Sarah Kane is far more brutal in her despair. I call her a "Stoic Brutalist" for her philosophy and style. If you're unfamiliar with Sarah Kane, I have an overview of her career on my podcast "Come and See" in a dedicated episode. She writes in similar fashion. There is no wasted space. Her first landmark play Blasted, begins with a character walking into a fairly nice hotel room and exclaiming,

IAN.   I've shat in better places than this

No wasted space. There's hardly exposition in her work. The most backstory you get is in her play Cleansed. (I'm not counting Phaedra's Love as it is adaptation.) You get some sense that two characters are siblings, two are lovers, but other than that - like all her work - you get nothing from these people than how they behave in each moment. This creates compelling drama because it is a sort of restricted writing. Without exposition, you have few things to do except push action. The correlation with Cioran's work goes further in Kane's themes, finding love hiding in the most apparently loveless places is a sort of acceptance. I say this a lot, but we are talking about fiction here. She could choose to write anything. What she chose was brutality layered in desperate swaths of pain over small seeds of love; it is always about finding it. 

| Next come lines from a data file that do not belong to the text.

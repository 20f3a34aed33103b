//! Setup and teardown task dispatch
//!
//! [`TaskDispatcher::execute`] runs one [`Task`] against a context.
//! [`TaskDispatcher::setup`] runs a whole phase concurrently: every task
//! reads the same [`ContextSnapshot`] and yields a [`TaskEffect`], applied
//! to the live context as tasks complete. The first failure aborts the
//! phase.
//!
//! Two tasks writing the same `contextKey` race; the last to complete wins
//! and a warning is logged.

mod http;
mod require;

use std::collections::HashSet;
use std::sync::Arc;

use futures::StreamExt;
use futures::stream::FuturesUnordered;
use serde_json::Value;
use tapestry_domain::Task;
use thiserror::Error;
use tracing::{debug, info, warn};

use crate::context::{Context, ContextSnapshot};
use crate::mock::{InstalledStub, MockError, MockManager};
use crate::ports::{LoadError, RequestSigner, ResourceLoader, SigningError, Transport, TransportError};
use crate::template::TemplateError;

/// Errors raised by a setup or teardown task.
#[derive(Debug, Clone, PartialEq, Eq, Error)]
pub enum TaskError {
    /// The task URL could not be rendered.
    #[error("cannot render URL of task {context_key}: {source}")]
    Template {
        /// Context key of the task.
        context_key: String,
        /// Renderer error.
        source: TemplateError,
    },

    /// The request could not be signed.
    #[error("cannot sign request of task {context_key}: {source}")]
    Signing {
        /// Context key of the task.
        context_key: String,
        /// Signer error.
        source: SigningError,
    },

    /// No response was received.
    #[error("request of task {context_key} failed: {source}")]
    Transport {
        /// Context key of the task.
        context_key: String,
        /// Transport error.
        source: TransportError,
    },

    /// The server answered with a non-2xx status.
    #[error("request of task {context_key} returned status {status}: {body}")]
    Status {
        /// Context key of the task.
        context_key: String,
        /// HTTP status.
        status: u16,
        /// Response body.
        body: String,
    },

    /// The response body is not JSON.
    #[error("response of task {context_key} is not JSON: {message}")]
    InvalidResponse {
        /// Context key of the task.
        context_key: String,
        /// Parser message.
        message: String,
    },

    /// A resource or payload could not be loaded.
    #[error(transparent)]
    Load(#[from] LoadError),

    /// Stubs could not be installed.
    #[error(transparent)]
    Mock(#[from] MockError),
}

/// What a completed task changes in the context.
#[derive(Debug)]
pub enum TaskEffect {
    /// Store a value under a context key.
    Store {
        /// Context key.
        key: String,
        /// Value to store.
        value: Value,
    },
    /// Record installed stubs.
    Stubbed(InstalledStub),
    /// Nothing to record.
    Unchanged,
}

/// Executes tasks against a context.
#[derive(Clone)]
pub struct TaskDispatcher {
    transport: Arc<dyn Transport>,
    signer: Arc<dyn RequestSigner>,
    loader: Arc<dyn ResourceLoader>,
    mocks: MockManager,
}

impl TaskDispatcher {
    /// Creates a dispatcher.
    #[must_use]
    pub fn new(
        transport: Arc<dyn Transport>,
        signer: Arc<dyn RequestSigner>,
        loader: Arc<dyn ResourceLoader>,
        mocks: MockManager,
    ) -> Self {
        Self {
            transport,
            signer,
            loader,
            mocks,
        }
    }

    /// Resource loader shared with the rest of the engine.
    #[must_use]
    pub fn loader(&self) -> Arc<dyn ResourceLoader> {
        Arc::clone(&self.loader)
    }

    /// Runs one task and applies its effect.
    ///
    /// # Errors
    ///
    /// Returns the task's failure; the context is left unchanged.
    pub async fn execute(&self, task: &Task, context: &mut Context) -> Result<(), TaskError> {
        let effect = self.effect_of(task, &context.snapshot()).await?;
        apply(context, effect, &mut HashSet::new());
        Ok(())
    }

    /// Runs one task against a snapshot without touching the context.
    ///
    /// # Errors
    ///
    /// Returns the task's failure.
    pub async fn effect_of(
        &self,
        task: &Task,
        snapshot: &ContextSnapshot,
    ) -> Result<TaskEffect, TaskError> {
        debug!(
            task_type = task.task_type(),
            context_key = task.context_key().unwrap_or("-"),
            "executing task"
        );
        match task {
            Task::Http(http) => {
                http::execute(
                    self.transport.as_ref(),
                    self.signer.as_ref(),
                    self.loader.as_ref(),
                    http,
                    snapshot,
                )
                .await
            }
            Task::Require(require) => require::execute(self.loader.as_ref(), require).await,
            Task::Stub(stub) => {
                if snapshot.has_stub(&stub.class_name) {
                    debug!(class = %stub.class_name, "class already stubbed, skipping");
                    return Ok(TaskEffect::Unchanged);
                }
                Ok(self
                    .mocks
                    .install_stubs(stub, snapshot.owner())
                    .await?
                    .map_or(TaskEffect::Unchanged, TaskEffect::Stubbed))
            }
        }
    }

    /// Runs every task of a phase concurrently and waits for all of them.
    ///
    /// An empty task list leaves the context unchanged.
    ///
    /// # Errors
    ///
    /// Returns the first failure. Effects of tasks completed before it stay
    /// applied; tasks still running are dropped.
    pub async fn setup(&self, context: &mut Context, tasks: &[Task]) -> Result<(), TaskError> {
        if tasks.is_empty() {
            return Ok(());
        }

        let snapshot = context.snapshot();
        let mut pending: FuturesUnordered<_> = tasks
            .iter()
            .map(|task| self.effect_of(task, &snapshot))
            .collect();

        let mut written = HashSet::new();
        while let Some(result) = pending.next().await {
            apply(context, result?, &mut written);
        }
        info!(tasks = tasks.len(), "setup tasks completed");
        Ok(())
    }

    /// Teardown extension point: declared tasks are logged, not executed.
    ///
    /// # Errors
    ///
    /// Never fails today; the signature leaves room for executable teardown
    /// task variants.
    #[allow(clippy::unused_async)]
    pub async fn teardown(&self, _context: &mut Context, tasks: &[Task]) -> Result<(), TaskError> {
        if !tasks.is_empty() {
            info!(tasks = tasks.len(), "teardown tasks declared; teardown is a pass-through");
        }
        Ok(())
    }
}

There's a major, obvious, difference between these writers. Sarah Kane took her own life in 1999. Emil Cioran died of complications due to Alzheimers in 1995 (the year Blasted premiered in London.) They, ultimately, differed in their response to acceptance. Cioran's acceptance of an inability to understand the world assuaged his despair. Kane's similar acceptance drove a further acceptance of despair, most clearly seen in her final work 4.48 Psychosis. If I demonstrate this with examples now I will stray too far from the point. See the Sarah Kane episode of "Come and See" to learn more.

Most theatre is about the problem of pain and despair; human suffering. It's the background noise to everything else. I wanted to write a play that was completely theme driven, much like Sarah Kane's Crave. Emil Cioran, ever the buddhist, talks a lot about the relationship between desire and despair. I explored this by first and foremost being concerned with translating emotion, releasing plot and informational delivery as necessary tactics to do this. (Again, much like Kane does with Crave and 4.48 Psychosis.) Instead, I focused on rhythm, musicality, character, and word choice, sprinkled with a snake eating its tail concept. Curious as to how many times you could repeat this in a row before it became annoying, then meaningful again. It's a long thing to repeat. You might not even notice at first. Hopefully the deja vu and delirium would induce a similar type of existential anxiety that is a side-effect of the acceptance process. I also wonder how many voices could genuinely deliver this text before it loses meaning. 

This is one of my favorite things I've written recently. I may explore this theme and structure pairing further.